Oleh: Iranda Novandi

“KALAU mau menelepon di atas sana, di gubuk itu,” ujar seorang wanita muda sambil menunjuk sebuah bukit kecil dan di atasnya ada sebuah gubuk sederhana. Ukurannya sekitar 2 x 2,5 meter.
Sejurus kemudian, mata tertuju pada sebuah gubuk bercat biru dengan dinding hanya sepertiga dari gubuk tersebut. Sedangkan atapnya terbuat dari seng bekas yang sudah berkarat dan penuh lubang bekas paku.
Karena ingin tahu, Analisa menyambangi gubuk di atas bukit itu yang jaraknya sekitar 5-6 meter dari sisi jalan lintas Takengon-Blangkejeren sembari membawa ponsel pintar.
Ternyata benar. Sebelumnya, sinyal lenyap di ponsel pintar ini. Tapi, setelah di atas bukit itu, muncul satu-dua batang kekuatan sinyal yang muncul di layar ponsel pintar. Meski, juga timbul tenggelam.
Begitulah kondisi jaringan komunikasi seluler di wilayah bernama Ise-ise. Ini daerah perbatasan Kabupaten Aceh Tengah dengan Gayo Lues. Daerah ini merupakan persinggahan para pengguna jalan yang melintasi lintas tengah-tenggara Aceh, sebelum melanjutkan perjalanan ke Blangkejeren atau Kutacane dari Takengon, begitu juga sebaliknya.
Wilayah sekitar diapit perbukitan dengan hutan yang masih lumayan lebat. Walaupun tampak lereng perbukitan itu sudah ditanami serai dan tanaman palawija lainnya oleh para warga setempat.

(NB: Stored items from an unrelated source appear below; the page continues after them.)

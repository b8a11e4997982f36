//! Builder and serializable configuration for [`Client`].

// self
use crate::{
	_prelude::*,
	auth::{ClientSecret, Credentials},
	client::Client,
	error::ConfigError,
	fetch::{DEFAULT_MAX_REDIRECTS, Fetcher},
	http::HttpTransport,
};

/// Client settings in a shape applications can deserialize from their own config files.
#[derive(Clone, Debug, PartialEq, Eq, Serialize, Deserialize)]
pub struct ClientConfig {
	/// API base URL, e.g. `https://shop.admin.upgates.com/api/v2`.
	pub base_url: String,
	/// API login.
	pub client_id: String,
	/// API key.
	pub client_secret: ClientSecret,
	/// Redirect hops followed before failing.
	#[serde(default = "default_max_redirects")]
	pub max_redirects: u8,
	/// Accept plain `http` base URLs (local proxies, tests).
	#[serde(default)]
	pub allow_http: bool,
}

/// Step-by-step [`Client`] construction with base URL validation.
#[derive(Clone, Debug)]
pub struct ClientBuilder {
	base_url: Option<String>,
	credentials: Option<Credentials>,
	max_redirects: u8,
	allow_http: bool,
}
impl ClientBuilder {
	/// Creates an empty builder with the default redirect budget.
	pub fn new() -> Self {
		Self {
			base_url: None,
			credentials: None,
			max_redirects: DEFAULT_MAX_REDIRECTS,
			allow_http: false,
		}
	}

	/// Seeds a builder from deserialized settings.
	pub fn from_config(config: ClientConfig) -> Self {
		Self::new()
			.base_url(config.base_url)
			.credentials(config.client_id, config.client_secret)
			.max_redirects(config.max_redirects)
			.allow_http(config.allow_http)
	}

	/// Sets the API base URL.
	pub fn base_url(mut self, base_url: impl Into<String>) -> Self {
		self.base_url = Some(base_url.into());

		self
	}

	/// Sets the client identifier and secret.
	pub fn credentials(
		mut self,
		client_id: impl Into<String>,
		client_secret: impl Into<ClientSecret>,
	) -> Self {
		self.credentials = Some(Credentials::new(client_id, client_secret));

		self
	}

	/// Overrides the redirect hop budget (defaults to 4).
	pub fn max_redirects(mut self, max_redirects: u8) -> Self {
		self.max_redirects = max_redirects;

		self
	}

	/// Allows plain `http` base URLs.
	pub fn allow_http(mut self, allow: bool) -> Self {
		self.allow_http = allow;

		self
	}

	/// Consumes the builder and wires the provided transport.
	pub fn build_with<C>(self, http_client: impl Into<Arc<C>>) -> Result<Client<C>>
	where
		C: ?Sized + HttpTransport,
	{
		let raw = self.base_url.ok_or(ConfigError::MissingBaseUrl)?;
		let base_url = validate_base_url(&raw, self.allow_http)?;
		let credentials = self.credentials.ok_or(ConfigError::MissingCredentials)?;
		let fetcher =
			Fetcher::new(base_url, credentials, http_client).with_max_redirects(self.max_redirects);

		Ok(Client::from_fetcher(fetcher))
	}

	/// Consumes the builder and wires the default reqwest transport.
	#[cfg(feature = "reqwest")]
	pub fn build(self) -> Result<Client> {
		let http_client = crate::http::ReqwestHttpClient::new()?;

		self.build_with(http_client)
	}
}
impl Default for ClientBuilder {
	fn default() -> Self {
		Self::new()
	}
}

fn default_max_redirects() -> u8 {
	DEFAULT_MAX_REDIRECTS
}

fn validate_base_url(raw: &str, allow_http: bool) -> Result<Url, ConfigError> {
	let url = Url::parse(raw).map_err(|e| ConfigError::invalid_url(raw, e))?;

	if !url.has_host() {
		return Err(ConfigError::MissingHost { url: raw.to_owned() });
	}

	match url.scheme() {
		"https" => Ok(url),
		"http" if allow_http => Ok(url),
		_ => Err(ConfigError::InsecureBaseUrl { url: raw.to_owned() }),
	}
}

#[cfg(test)]
mod tests {
	// self
	use super::*;
	use crate::_preludet::*;

	fn build(builder: ClientBuilder) -> Result<Client<ScriptedTransport>> {
		builder.build_with(ScriptedTransport::default())
	}

	#[test]
	fn builder_requires_base_url_and_credentials() {
		let err = build(ClientBuilder::new().credentials("id", "secret"))
			.expect_err("Base URL is mandatory.");

		assert!(matches!(err, Error::Config(ConfigError::MissingBaseUrl)));

		let err = build(ClientBuilder::new().base_url("https://shop.example.com"))
			.expect_err("Credentials are mandatory.");

		assert!(matches!(err, Error::Config(ConfigError::MissingCredentials)));
	}

	#[test]
	fn builder_rejects_invalid_and_insecure_urls() {
		let builder = || ClientBuilder::new().credentials("id", "secret");

		assert!(matches!(
			build(builder().base_url("not a url")),
			Err(Error::Config(ConfigError::InvalidUrl { .. }))
		));
		assert!(matches!(
			build(builder().base_url("mailto:shop@example.com")),
			Err(Error::Config(ConfigError::MissingHost { .. }))
		));
		assert!(matches!(
			build(builder().base_url("http://shop.example.com")),
			Err(Error::Config(ConfigError::InsecureBaseUrl { .. }))
		));
		assert!(build(builder().base_url("http://127.0.0.1:8080").allow_http(true)).is_ok());
	}

	#[test]
	fn config_deserializes_with_defaults() {
		let config: ClientConfig = serde_json::from_str(
			r#"{"base_url":"https://shop.example.com/api/v2","client_id":"id","client_secret":"secret"}"#,
		)
		.expect("Config should deserialize.");

		assert_eq!(config.max_redirects, 4);
		assert!(!config.allow_http);

		let client = build(ClientBuilder::from_config(config)).expect("Config should build.");

		assert_eq!(client.fetcher().base_url().as_str(), "https://shop.example.com/api/v2");
		assert_eq!(client.fetcher().credentials().client_secret.expose(), "secret");
		assert_eq!(client.fetcher().max_redirects(), 4);
	}
}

Ada sekitar lima rumah dan tiga warung, satu di antaranya warung makan, di sekitar lokasi tersebut. Di warung makan itu, menu yang disajikan pun sangat bernuansa Gayo. menu masakan dataran tinggi berhawa sejuk itu, seperti pengat, masam jing, sayur bening pucuk dan buah labu Jepang dan berbagai menu lainnya seperti ikan goreng, dan sambal.
“Biasanya ada juga ikan depik,” ujar wanita penjual di warung itu. Depik (Rasbora tawarensis), merupakan ikan endemik yang terdapat di Danau Laut Tawar Aceh Tengah.
Ikan seukuran kelingking orang dewasa ini sangat renyah dan gurih jika digoreng kering. Kadang, rasanya agak pahit karena di bagian kepala ikan depik ini terdapat empedu, istilah bahasa Gayo pire. Masyarakat setempat menyakini pire ini merupakan endapan belerang yang ada di dasar DLT yang jadi makanan ikan tersebut.
Konon, khasiatnya selain bisa menghangatkan tubuh karena rasa pahitnya, juga sangat membantu vitalitas laki-laki. Karenanya, masyarakat Gayo yang berdiam di Aceh Tengah dan sekitarnya memiliki banyak keturunan (anak). Namun, hal ini rasanya butuh penelitian secara ilmiah.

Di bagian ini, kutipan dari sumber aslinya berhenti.